In 2018 Walmart announced it was suspending its Scan & Go effort due to poor feedback and low customer participation. It was a long and expensive experiment for the world’s largest retailer. Walmart’s Scan & Go required customers to download an app, scan their own items as they shopped and then show their receipt at the door before exiting the store. This transferred the labor from Walmart employees and put it on the customer.
Other retailers have used this type of technology for many years; think handheld scanners at grocers such as Stop & Shop. It was interesting several years ago when many retailers including Walmart started their pilots, but not anymore. Customers don’t like it, and shrinkage has been a huge problem. That’s why retailers are abandoning their scan & go pilots for more modern options like autonomous checkout.
Yet several other retailers, including (ironically) Sam’s Club, have launched scan & go pilots, with the Walmart-owned chain recently enabling SNAP payment. Some are even calling this tired technology autonomous checkout, comparing it to systems from Amazon Go. But scan & go and autonomous checkout really have little in common. Autonomous checkout does not require any waiting in line or scanning, least of all by asking the shopper to do the store’s work.
The fact is, scan & go is not autonomous checkout – it is glorified self-checkout, asking customers to take on the labor of checkout themselves. As Thad Peterson of Aite Group put it in an interview with PaymentsSource, “Having the consumer scan their own products and then walking out without going to the point of sale is great, but I’m not sure that consumers would find scanning an entire cart of groceries more convenient than letting a store associate handle that job at the point of sale.”

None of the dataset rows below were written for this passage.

//! Time-windowed snapshot storage for type collectors.
//!
//! Producers that report periodic snapshots (one per process, say) only
//! care about the latest report from each source, and a source that stops
//! reporting should disappear. [`MetricsContainer`] keeps snapshots for a
//! fixed TTL and optionally drops older snapshots superseded by a newer
//! one from the same source.

use std::sync::Arc;
use std::time::{Duration, Instant};

use crate::clock::{Clock, SystemClock};

/// Called as `filter(new, existing)`; returns true when `existing` is
/// superseded by `new` and should be dropped.
pub type SupersedeFilter<T> = Box<dyn Fn(&T, &T) -> bool + Send + Sync>;

struct Entry<T> {
    value: T,
    expire_at: Instant,
}

pub struct MetricsContainer<T> {
    entries: Vec<Entry<T>>,
    ttl: Duration,
    filter: Option<SupersedeFilter<T>>,
    clock: Arc<dyn Clock>,
}

impl<T> MetricsContainer<T> {
    pub fn new(ttl: Duration) -> Self {
        Self {
            entries: Vec::new(),
            ttl,
            filter: None,
            clock: Arc::new(SystemClock),
        }
    }

    pub fn with_filter(mut self, filter: impl Fn(&T, &T) -> bool + Send + Sync + 'static) -> Self {
        self.filter = Some(Box::new(filter));
        self
    }

    pub fn with_clock(mut self, clock: Arc<dyn Clock>) -> Self {
        self.clock = clock;
        self
    }

    pub fn ttl(&self) -> Duration {
        self.ttl
    }

    /// Store `value` with `expire_at = now + ttl`.
    ///
    /// Expired entries, and entries the filter marks as superseded by
    /// `value`, are removed first.
    pub fn append(&mut self, value: T) {
        let now = self.clock.now();
        self.expire(now, Some(&value));
        self.entries.push(Entry {
            value,
            expire_at: now + self.ttl,
        });
    }

    pub fn len(&mut self) -> usize {
        self.expire_now();
        self.entries.len()
    }

    pub fn is_empty(&mut self) -> bool {
        self.len() == 0
    }

    pub fn get(&mut self, index: usize) -> Option<&T> {
        self.expire_now();
        self.entries.get(index).map(|e| &e.value)
    }

    /// Live entries in insertion order.
    pub fn iter(&mut self) -> impl Iterator<Item = &T> {
        self.expire_now();
        self.entries.iter().map(|e| &e.value)
    }

    /// Live entries with the instant each one expires.
    pub fn iter_with_expiry(&mut self) -> impl Iterator<Item = (&T, Instant)> {
        self.expire_now();
        self.entries.iter().map(|e| (&e.value, e.expire_at))
    }

    pub fn clear(&mut self) {
        self.entries.clear();
    }

    fn expire_now(&mut self) {
        let now = self.clock.now();
        self.expire(now, None);
    }

    fn expire(&mut self, now: Instant, incoming: Option<&T>) {
        let filter = self.filter.as_ref();
        self.entries.retain(|entry| {
            if entry.expire_at < now {
                return false;
            }
            match (filter, incoming) {
                (Some(superseded), Some(new)) => !superseded(new, &entry.value),
                _ => true,
            }
        });
    }
}

impl<T: Clone> MetricsContainer<T> {
    pub fn to_vec(&mut self) -> Vec<T> {
        self.iter().cloned().collect()
    }
}

impl<T> std::fmt::Debug for MetricsContainer<T> {
    fn fmt(&self, f: &mut std::fmt::Formatter<'_>) -> std::fmt::Result {
        f.debug_struct("MetricsContainer")
            .field("entries", &self.entries.len())
            .field("ttl", &self.ttl)
            .field("filter", &self.filter.is_some())
            .finish()
    }
}
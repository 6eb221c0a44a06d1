//! statrelay-server — the collector endpoint.
//!
//! One TCP port serves both directions of the pipeline:
//!
//! | Method | Path | Handled by |
//! |---|---|---|
//! | POST | `/send-metrics` | [`ingest`]: chunk-per-message stream decoded in place |
//! | GET | `/metrics` | [`routes`]: Prometheus exposition via axum |
//! | GET | `/ping` | [`routes`] |
//!
//! The exposition always starts with the collector's own metrics
//! (`collector_working`, `collector_rss`, message and session counters),
//! followed by whatever the [`Collector`](statrelay_collector::Collector)
//! renders within the configured timeout.

pub mod config;
pub mod ingest;
pub mod io;
pub mod routes;
pub mod self_metrics;
pub mod server;
pub mod state;

pub use config::ServerConfig;
pub use routes::build_router;
pub use self_metrics::SelfMetrics;
pub use server::MetricsServer;
pub use state::{ServerState, SharedState};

If Walmart, with its deep pockets and hundreds of dedicated staff, couldn’t make Scan & Go work, what makes other retailers think they can? Yet we still speak with retailers, including very large, well-known companies, who have not given up on this old-fashioned concept.
We tell them they may be headed backwards. Starting fresh with autonomous checkout makes so much more sense, for both the retailer and the customer. After a one-time installation of cameras and a server in a back room, stores can eliminate their checkout areas, leaving only a kiosk or two for shoppers who choose to checkout as guests or pay in cash. That valuable front-of-the-store real estate becomes more room for merchandise, increasing a store’s capacity and sales volume.

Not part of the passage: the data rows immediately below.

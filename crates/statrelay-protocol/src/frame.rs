//! One-message-per-chunk framing over HTTP/1.1 chunked transfer encoding.
//!
//! ```text
//! POST /send-metrics HTTP/1.1\r\n
//! Transfer-Encoding: chunked\r\n
//! ...headers...\r\n
//! \r\n
//! <HEX-LEN>\r\n<message bytes>\r\n      ← one logical message
//! <HEX-LEN>\r\n<message bytes>\r\n
//! 0\r\n\r\n                              ← end of stream
//! ```
//!
//! The sender must never split a message across chunks or coalesce two
//! messages into one; the receiver then gets exactly one decoded frame per
//! message.

use bytes::{Buf, BufMut, Bytes, BytesMut};

use crate::error::{ProtocolError, ProtocolResult};

/// Path the ingestion stream is posted to.
pub const SEND_METRICS_PATH: &str = "/send-metrics";

/// The zero-length chunk that ends a stream.
pub const TERMINATOR: &[u8] = b"0\r\n\r\n";

/// Default upper bound on a single message, enforced by the decoder.
pub const DEFAULT_MAX_MESSAGE_SIZE: usize = 8 * 1024 * 1024;

/// Longest chunk-size or trailer line accepted before giving up.
const MAX_LINE_LEN: usize = 1024;

/// The request line and headers that open an ingestion stream.
pub fn request_head(host: &str) -> String {
    format!(
        "POST {SEND_METRICS_PATH} HTTP/1.1\r\n\
         Transfer-Encoding: chunked\r\n\
         Host: {host}\r\n\
         Connection: Close\r\n\
         Content-Type: application/octet-stream\r\n\
         \r\n"
    )
}

/// Append one message as a single chunk: upper-case hex length, CRLF,
/// payload, CRLF.
pub fn encode_frame(payload: &[u8], dst: &mut BytesMut) {
    let len = format!("{:X}", payload.len());
    dst.reserve(len.len() + payload.len() + 4);
    dst.put_slice(len.as_bytes());
    dst.put_slice(b"\r\n");
    dst.put_slice(payload);
    dst.put_slice(b"\r\n");
}

/// Encode one message into a standalone frame.
pub fn frame(payload: &[u8]) -> Bytes {
    let mut buf = BytesMut::new();
    encode_frame(payload, &mut buf);
    buf.freeze()
}

/// A unit produced by [`ChunkDecoder`].
#[derive(Debug, Clone, PartialEq, Eq)]
pub enum Decoded {
    /// One complete logical message.
    Message(Bytes),
    /// The terminal zero-length chunk (and any trailers) were consumed.
    End,
}

#[derive(Debug, Clone, Copy, PartialEq, Eq)]
enum State {
    Size,
    Data(usize),
    Trailer,
    Done,
}

/// Incremental chunked-body decoder.
///
/// Feed it a buffer that grows as bytes arrive; each call consumes at most
/// one frame from the front and returns `Ok(None)` when more input is
/// needed.
#[derive(Debug)]
pub struct ChunkDecoder {
    state: State,
    max_message_size: usize,
}

impl Default for ChunkDecoder {
    fn default() -> Self {
        Self::new(DEFAULT_MAX_MESSAGE_SIZE)
    }
}

impl ChunkDecoder {
    pub fn new(max_message_size: usize) -> Self {
        Self {
            state: State::Size,
            max_message_size,
        }
    }

    /// True once the terminal chunk has been decoded.
    pub fn is_done(&self) -> bool {
        self.state == State::Done
    }

    /// True when no chunk is partially consumed, i.e. the stream may end
    /// here without losing a message.
    pub fn at_boundary(&self) -> bool {
        matches!(self.state, State::Size | State::Done)
    }

    pub fn decode(&mut self, buf: &mut BytesMut) -> ProtocolResult<Option<Decoded>> {
        loop {
            match self.state {
                State::Size => {
                    let Some(line) = take_line(buf)? else {
                        return Ok(None);
                    };
                    let size = parse_chunk_size(&line)?;
                    if size == 0 {
                        self.state = State::Trailer;
                    } else if size > self.max_message_size {
                        return Err(ProtocolError::ChunkTooLarge {
                            size,
                            limit: self.max_message_size,
                        });
                    } else {
                        self.state = State::Data(size);
                    }
                }
                State::Data(size) => {
                    if buf.len() < size + 2 {
                        buf.reserve(size + 2 - buf.len());
                        return Ok(None);
                    }
                    let payload = buf.split_to(size).freeze();
                    if &buf[..2] != b"\r\n" {
                        return Err(ProtocolError::MissingChunkTerminator);
                    }
                    buf.advance(2);
                    self.state = State::Size;
                    return Ok(Some(Decoded::Message(payload)));
                }
                State::Trailer => {
                    let Some(line) = take_line(buf)? else {
                        return Ok(None);
                    };
                    // Trailer headers are ignored; an empty line ends the body.
                    if line.is_empty() {
                        self.state = State::Done;
                        return Ok(Some(Decoded::End));
                    }
                }
                State::Done => return Ok(Some(Decoded::End)),
            }
        }
    }
}

/// Split one CRLF-terminated line off the front of `buf`, without the CRLF.
fn take_line(buf: &mut BytesMut) -> ProtocolResult<Option<BytesMut>> {
    match buf.windows(2).position(|w| w == b"\r\n") {
        Some(pos) => {
            let line = buf.split_to(pos);
            buf.advance(2);
            Ok(Some(line))
        }
        None if buf.len() > MAX_LINE_LEN => Err(ProtocolError::InvalidChunkSize(
            String::from_utf8_lossy(&buf[..32]).into_owned(),
        )),
        None => Ok(None),
    }
}

/// Parse a chunk-size line, ignoring any `;extension` suffix.
fn parse_chunk_size(line: &[u8]) -> ProtocolResult<usize> {
    let text = std::str::from_utf8(line)
        .map_err(|_| ProtocolError::InvalidChunkSize(String::from_utf8_lossy(line).into_owned()))?;
    let hex = text.split(';').next().unwrap_or_default().trim();
    if hex.is_empty() {
        return Err(ProtocolError::InvalidChunkSize(text.to_string()));
    }
    usize::from_str_radix(hex, 16).map_err(|_| ProtocolError::InvalidChunkSize(text.to_string()))
}

#[cfg(test)]
mod tests {
    use super::*;
    use proptest::prelude::*;

    fn decode_all(decoder: &mut ChunkDecoder, buf: &mut BytesMut) -> Vec<Decoded> {
        let mut out = Vec::new();
        while let Some(item) = decoder.decode(buf).unwrap() {
            let end = item == Decoded::End;
            out.push(item);
            if end {
                break;
            }
        }
        out
    }

    #[test]
    fn frame_uses_uppercase_hex() {
        let payload = vec![b'x'; 26];
        let framed = frame(&payload);
        assert!(framed.starts_with(b"1A\r\n"));
        assert!(framed.ends_with(b"\r\n"));
        assert_eq!(framed.len(), 4 + 26 + 2);
    }

    #[test]
    fn request_head_is_chunked_post() {
        let head = request_head("collector.local");
        assert!(head.starts_with("POST /send-metrics HTTP/1.1\r\n"));
        assert!(head.contains("Transfer-Encoding: chunked\r\n"));
        assert!(head.contains("Host: collector.local\r\n"));
        assert!(head.ends_with("\r\n\r\n"));
    }

    #[test]
    fn decodes_messages_then_end() {
        let mut buf = BytesMut::new();
        encode_frame(br#"{"type":"a"}"#, &mut buf);
        encode_frame(br#"{"type":"b"}"#, &mut buf);
        buf.extend_from_slice(TERMINATOR);

        let mut decoder = ChunkDecoder::default();
        let items = decode_all(&mut decoder, &mut buf);
        assert_eq!(
            items,
            vec![
                Decoded::Message(Bytes::from_static(br#"{"type":"a"}"#)),
                Decoded::Message(Bytes::from_static(br#"{"type":"b"}"#)),
                Decoded::End,
            ]
        );
        assert!(decoder.is_done());
        assert!(buf.is_empty());
    }

    #[test]
    fn partial_input_waits_for_more() {
        let framed = frame(b"hello world");
        let mut decoder = ChunkDecoder::default();
        let mut buf = BytesMut::from(&framed[..7]);
        assert_eq!(decoder.decode(&mut buf).unwrap(), None);
        assert!(!decoder.at_boundary());
        buf.extend_from_slice(&framed[7..]);
        assert_eq!(
            decoder.decode(&mut buf).unwrap(),
            Some(Decoded::Message(Bytes::from_static(b"hello world")))
        );
        assert!(decoder.at_boundary());
    }

    #[test]
    fn chunk_extensions_and_trailers_ignored() {
        let mut buf = BytesMut::from(&b"3;name=v\r\nabc\r\n0\r\nX-Trailer: 1\r\n\r\n"[..]);
        let mut decoder = ChunkDecoder::default();
        let items = decode_all(&mut decoder, &mut buf);
        assert_eq!(
            items,
            vec![Decoded::Message(Bytes::from_static(b"abc")), Decoded::End]
        );
    }

    #[test]
    fn rejects_bad_size_line() {
        let mut buf = BytesMut::from(&b"zz\r\nabc\r\n"[..]);
        let err = ChunkDecoder::default().decode(&mut buf).unwrap_err();
        assert!(matches!(err, ProtocolError::InvalidChunkSize(_)));
    }

    #[test]
    fn rejects_missing_crlf_after_data() {
        let mut buf = BytesMut::from(&b"3\r\nabcXY"[..]);
        let err = ChunkDecoder::default().decode(&mut buf).unwrap_err();
        assert!(matches!(err, ProtocolError::MissingChunkTerminator));
    }

    #[test]
    fn rejects_oversized_chunk() {
        let mut buf = BytesMut::from(&b"100\r\n"[..]);
        let err = ChunkDecoder::new(16).decode(&mut buf).unwrap_err();
        assert!(matches!(err, ProtocolError::ChunkTooLarge { size: 256, limit: 16 }));
    }

    proptest! {
        #[test]
        fn prop_round_trip_preserves_sequence(
            messages in proptest::collection::vec(proptest::collection::vec(any::<u8>(), 1..300), 0..20),
            split in 1usize..64,
        ) {
            let mut wire = BytesMut::new();
            for m in &messages {
                encode_frame(m, &mut wire);
            }
            wire.extend_from_slice(TERMINATOR);

            // Feed the wire bytes in arbitrary-sized pieces.
            let mut decoder = ChunkDecoder::default();
            let mut buf = BytesMut::new();
            let mut decoded = Vec::new();
            let mut ended = false;
            for piece in wire.chunks(split) {
                buf.extend_from_slice(piece);
                while let Some(item) = decoder.decode(&mut buf).unwrap() {
                    match item {
                        Decoded::Message(m) => decoded.push(m.to_vec()),
                        Decoded::End => {
                            ended = true;
                            break;
                        }
                    }
                }
            }
            prop_assert!(ended);
            prop_assert_eq!(decoded, messages);
        }
    }
}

While we don’t believe cash and credit cards are going away anytime soon – and every retailer we speak with says the same – we do believe traditional cashier stations will go away. In a cashierless world, cash and cards can still be handled via kiosk, when shoppers don’t want to use an app, and retail staff can be redeployed to the floor to assist shoppers (a rarity in today’s retail environment) and ensure shelves are stocked.
While some believe autonomous checkout will lead to less human interaction, we think it could actually lead to more. Shoppers will be able to actually find a human to help them as they shop. Now, that would be a surprise.